Windows firewall blocked programs

I know Avast! allows all blocked programs in Comodo Firewall to access the Internet when web shield is active (tested it myself), I’ve also heard it does the same for Windows 7 firewall; is this true?

If so, is there any real security reason why the web shield can’t be disabled permanently? thx

Personally, under the Web Shield settings, I have “Scan traffic from well-known browser processes only” checked.

My thinking is that I allow well-known browser processes by default, so at least they get scanned. Everything else I allow is (hopefully) a trusted application, and everything else is blocked.

I am using Windows 7 firewall with Windows Firewall Notifier, and it is true the same with Comodo.

It isn’t avast allowing blocked programs, but comodo not able to differentiate that program going through (being filtered into) the avast localhost proxy (avastSvc.exe).

There is another couple of topics about this and by all accounts it is comodo not using the latest filter driver (used in win7) but still using the old driver, which is almost exclusively banned in win7.

I can’t recall the topic offhand, you could try a forum search.

I think DavidR is referring to this post here:

http://forum.avast.com/index.php?topic=93953.90

Whatever, by all accounts I can find, and by my own experience, the Windows 7 Firewall will NOT block applications with Web Shield activated. I have all the latest MS updates that I am aware of.

Yes, that’s the topic I was thinking about.

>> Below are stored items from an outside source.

//! Error types for token verification, key fetching, and identity resolution
//!
//! Every failure is terminal for the call that produced it. Nothing here is
//! retried internally; callers decide whether a failure warrants a retry by
//! looking at [`ErrorCategory`].

use std::time::Duration;

use thiserror::Error;

use crate::config::ConfigError;

/// Coarse classification of a failure, for logging and alerting
///
/// Access-denial decisions belong to the caller; this only tells them what
/// kind of problem they are looking at.
#[derive(Debug, Clone, Copy, PartialEq, Eq, Hash)]
pub enum ErrorCategory {
    /// The token is malformed, forged, stale, or meant for someone else
    Rejected,
    /// Key material could not be obtained (transient, worth retrying later)
    Infrastructure,
    /// The token verified but no application identity could be derived
    Identity,
    /// The local configuration is unusable
    Configuration,
}

/// Key source failures
///
/// `Clone` so that a single coalesced fetch can hand the same outcome to
/// every waiter.
#[derive(Debug, Clone, Error, PartialEq, Eq)]
pub enum KeyFetchError {
    /// Discovery document could not be fetched or was inconsistent
    #[error("OIDC discovery failed: {0}")]
    Discovery(String),

    /// HTTP transport failed
    #[error("Key set request failed: {0}")]
    Http(String),

    /// Endpoint answered with a non-success status
    #[error("Key set endpoint returned status {0}")]
    Status(u16),

    /// Response body was not a usable JWK set
    #[error("Invalid key set: {0}")]
    InvalidKeySet(String),

    /// The fetch did not finish in time
    #[error("Key fetch timed out after {0:?}")]
    Timeout(Duration),
}

/// Token verification failures, one variant per pipeline gate
#[derive(Debug, Clone, Error, PartialEq, Eq)]
pub enum VerificationError {
    /// Wrong segment count, bad base64url, or bad JSON
    #[error("Malformed token: {0}")]
    MalformedToken(String),

    /// Header algorithm is not on the allow-list (or is `none`/symmetric)
    #[error("Unsupported signing algorithm: {0}")]
    UnsupportedAlgorithm(String),

    /// Header carries no `kid`
    #[error("Token header has no key ID")]
    MissingKeyId,

    /// No published key matches the header `kid`
    #[error("No signing key published for key ID '{0}'")]
    UnknownSigningKey(String),

    /// Signature does not verify against the resolved key
    #[error("Invalid token signature")]
    InvalidSignature,

    /// `iss` differs from the configured issuer
    #[error("Issuer mismatch: expected '{expected}', found {found:?}")]
    IssuerMismatch {
        /// Configured issuer
        expected: String,
        /// Issuer carried by the token, if any
        found: Option<String>,
    },

    /// `aud` does not contain the configured client ID
    #[error("Audience mismatch: token is not intended for '{expected}'")]
    AudienceMismatch {
        /// Configured client ID
        expected: String,
    },

    /// `exp` is in the past (or absent)
    #[error("Token expired")]
    TokenExpired,

    /// `nbf` or `iat` is in the future beyond the skew tolerance
    #[error("Token not yet valid")]
    TokenNotYetValid,

    /// Key fetch exceeded the caller's timeout
    #[error("Timed out fetching signing keys after {0:?}")]
    KeyFetchTimeout(Duration),

    /// Key fetch failed outright
    #[error("Failed to fetch signing keys: {0}")]
    KeyFetchFailed(#[source] KeyFetchError),
}

impl VerificationError {
    /// Classify this error
    pub fn category(&self) -> ErrorCategory {
        match self {
            Self::KeyFetchTimeout(_) | Self::KeyFetchFailed(_) => ErrorCategory::Infrastructure,
            _ => ErrorCategory::Rejected,
        }
    }

    /// Short stable label, used for metrics and structured logs
    pub fn kind(&self) -> &'static str {
        match self {
            Self::MalformedToken(_) => "malformed_token",
            Self::UnsupportedAlgorithm(_) => "unsupported_algorithm",
            Self::MissingKeyId => "missing_key_id",
            Self::UnknownSigningKey(_) => "unknown_signing_key",
            Self::InvalidSignature => "invalid_signature",
            Self::IssuerMismatch { .. } => "issuer_mismatch",
            Self::AudienceMismatch { .. } => "audience_mismatch",
            Self::TokenExpired => "token_expired",
            Self::TokenNotYetValid => "token_not_yet_valid",
            Self::KeyFetchTimeout(_) => "key_fetch_timeout",
            Self::KeyFetchFailed(_) => "key_fetch_failed",
        }
    }
}

impl From<KeyFetchError> for VerificationError {
    fn from(err: KeyFetchError) -> Self {
        match err {
            KeyFetchError::Timeout(after) => Self::KeyFetchTimeout(after),
            other => Self::KeyFetchFailed(other),
        }
    }
}

/// Claims-to-user resolution failures
#[derive(Debug, Clone, Error, PartialEq, Eq)]
pub enum ResolutionError {
    /// Identity claim is blank and the client authentication method does not
    /// justify the subject fallback
    #[error("Invalid client authentication context: {0:?}")]
    InvalidAuthContext(Option<String>),

    /// Neither the identity claim nor the fallback subject claim is usable
    #[error("No usable identity claim in token")]
    MissingIdentity,
}

impl ResolutionError {
    /// Classify this error
    pub fn category(&self) -> ErrorCategory {
        ErrorCategory::Identity
    }
}

/// Crate-level error returned by [`crate::OidcProvider`]
#[derive(Debug, Error)]
pub enum Error {
    /// Configuration rejected
    #[error(transparent)]
    Config(#[from] ConfigError),

    /// Token failed verification
    #[error(transparent)]
    Verification(#[from] VerificationError),

    /// Verified claims could not be mapped to a user
    #[error(transparent)]
    Resolution(#[from] ResolutionError),
}

impl Error {
    /// Classify this error
    pub fn category(&self) -> ErrorCategory {
        match self {
            Self::Config(_) => ErrorCategory::Configuration,
            Self::Verification(e) => e.category(),
            Self::Resolution(e) => e.category(),
        }
    }
}

/// Result alias for provider-level operations
pub type Result<T> = std::result::Result<T, Error>;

I don’t know about the windows 7 firewall (I don’t use it), unless the user has set the win7 firewall to monitor outbound traffic and also sets the rules governing connections.

I know there are some that are using Windows Firewall Control, a more user friendly interface, I don’t know if they are also having this issue with blocked applications being able to tunnel through the avast localhost proxy unmolested by the windows firewall.

So the “Scan traffic from well-known browser processes only” enabled (that you mentioned) shouldn’t redirect their http connections/traffic through the proxy and hopefully the windows firewall would then block them.

Correct, that works. Ideally I’d like to scan all traffic I allow with WebShield if possible, but not sure I want to go to a third party FW. So for now I’m using what I think is a reasonable compromise.

Haven’t used Windows Firewall Control, but I’m using Win Firewall Notifier, which I think is an even lighter type of WFC, so I think they would work the same. I tried TinyWall, a similar app, and it does work the same.